### Available data

+ + + + + + +

use crate::signals::TermSignal;
use std::time::Duration;
use tokio::time::Instant;
use tracing::{debug, warn};

/// Default grace period between forwarding a termination signal and forcing a kill.
pub const DEFAULT_GRACE_PERIOD: Duration = Duration::from_secs(90);

/// Stand-in deadline for a grace period too long to add to an instant.
const FAR_FUTURE: Duration = Duration::from_secs(86400 * 365 * 30);

/// Action the supervisor must apply after feeding an event to the escalator.
#[derive(Debug, Clone, Copy, PartialEq, Eq)]
pub enum Decision {
    /// Forward the received signal to the process group, then report back
    /// through [`Escalator::forward_result`].
    SoftKill(TermSignal),
    /// Soft kill delivered: wake up at this deadline unless the child exits first.
    ArmTimer(Instant),
    /// Forcefully terminate the process tree now.
    HardKill,
    /// Nothing to do.
    None,
}

/// A termination request awaiting escalation.
#[derive(Debug, Clone, Copy, PartialEq, Eq)]
pub struct TerminationRequest {
    pub signal: TermSignal,
    pub issued_at: Instant,
    pub deadline: Instant,
}

#[derive(Debug, Clone, Copy, PartialEq, Eq)]
enum State {
    Idle,
    /// Soft kill decided, delivery outcome not yet known.
    Forwarding(TermSignal, Instant),
    Pending(TerminationRequest),
    /// A hard kill was issued; later signals repeat it.
    HardKilled,
}

/// Turns termination signals and elapsed time into a soft-kill-then-hard-kill decision.
///
/// Pure state machine: it never touches a process, so every transition can be
/// exercised with synthetic instants. At most one request is pending at a time;
/// a second signal while one is pending escalates immediately.
#[derive(Debug)]
pub struct Escalator {
    grace_period: Duration,
    state: State,
}

impl Escalator {
    pub fn new(grace_period: Duration) -> Self {
        Self {
            grace_period,
            state: State::Idle,
        }
    }

    /// A termination signal arrived from the environment at `now`.
    pub fn on_signal(&mut self, signal: TermSignal, now: Instant) -> Decision {
        match self.state {
            State::Idle => {
                self.state = State::Forwarding(signal, now);
                Decision::SoftKill(signal)
            }
            State::Forwarding(..) | State::Pending(_) => {
                debug!(%signal, "soft kill already attempted, escalating");
                self.state = State::HardKilled;
                Decision::HardKill
            }
            State::HardKilled => {
                debug!(%signal, "hard kill already issued, repeating");
                Decision::HardKill
            }
        }
    }

    /// Outcome of delivering the soft-kill signal requested by [`Decision::SoftKill`].
    ///
    /// A failed delivery means graceful shutdown cannot be relied on, so it is
    /// treated as if the grace period had already elapsed.
    pub fn forward_result(&mut self, delivered: bool) -> Decision {
        let State::Forwarding(signal, issued_at) = self.state else {
            return Decision::None;
        };
        if delivered {
            let deadline = issued_at
                .checked_add(self.grace_period)
                .unwrap_or_else(|| issued_at + FAR_FUTURE);
            let request = TerminationRequest {
                signal,
                issued_at,
                deadline,
            };
            self.state = State::Pending(request);
            Decision::ArmTimer(request.deadline)
        } else {
            warn!(%signal, "soft kill could not be delivered, escalating immediately");
            self.state = State::HardKilled;
            Decision::HardKill
        }
    }

    /// The escalation timer fired.
    pub fn on_deadline(&mut self) -> Decision {
        match self.state {
            State::Pending(request) => {
                warn!(
                    signal = %request.signal,
                    waited_secs = request.issued_at.elapsed().as_secs_f64(),
                    grace_secs = self.grace_period.as_secs_f64(),
                    "timed out waiting for subprocess to exit"
                );
                self.state = State::HardKilled;
                Decision::HardKill
            }
            _ => Decision::None,
        }
    }

    /// Leadership was lost: no grace period, kill now.
    pub fn on_revoked(&mut self) -> Decision {
        if self.state != State::HardKilled {
            warn!("leadership lost, escalating straight to hard kill");
        }
        self.state = State::HardKilled;
        Decision::HardKill
    }

    /// Deadline of the pending request, if any. The supervisor sleeps on this.
    pub fn deadline(&self) -> Option<Instant> {
        match self.state {
            State::Pending(request) => Some(request.deadline),
            _ => None,
        }
    }

    #[cfg(test)]
    pub fn pending(&self) -> Option<&TerminationRequest> {
        match &self.state {
            State::Pending(request) => Some(request),
            _ => None,
        }
    }

    #[cfg(test)]
    pub fn hard_killed(&self) -> bool {
        self.state == State::HardKilled
    }
}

+ + + + + + +

### What this task involves
Repeat, word for word, the lines above between the line holding "issued_at + FAR_FUTURE);" and the line holding "pub fn on_deadline(&mut", inclusive; omit everything else.

### Response to this exercise
                .unwrap_or_else(|| issued_at + FAR_FUTURE);
            let request = TerminationRequest {
                signal,
                issued_at,
                deadline,
            };
            self.state = State::Pending(request);
            Decision::ArmTimer(request.deadline)
        } else {
            warn!(%signal, "soft kill could not be delivered, escalating immediately");
            self.state = State::HardKilled;
            Decision::HardKill
        }
    }

    /// The escalation timer fired.
    pub fn on_deadline(&mut self) -> Decision {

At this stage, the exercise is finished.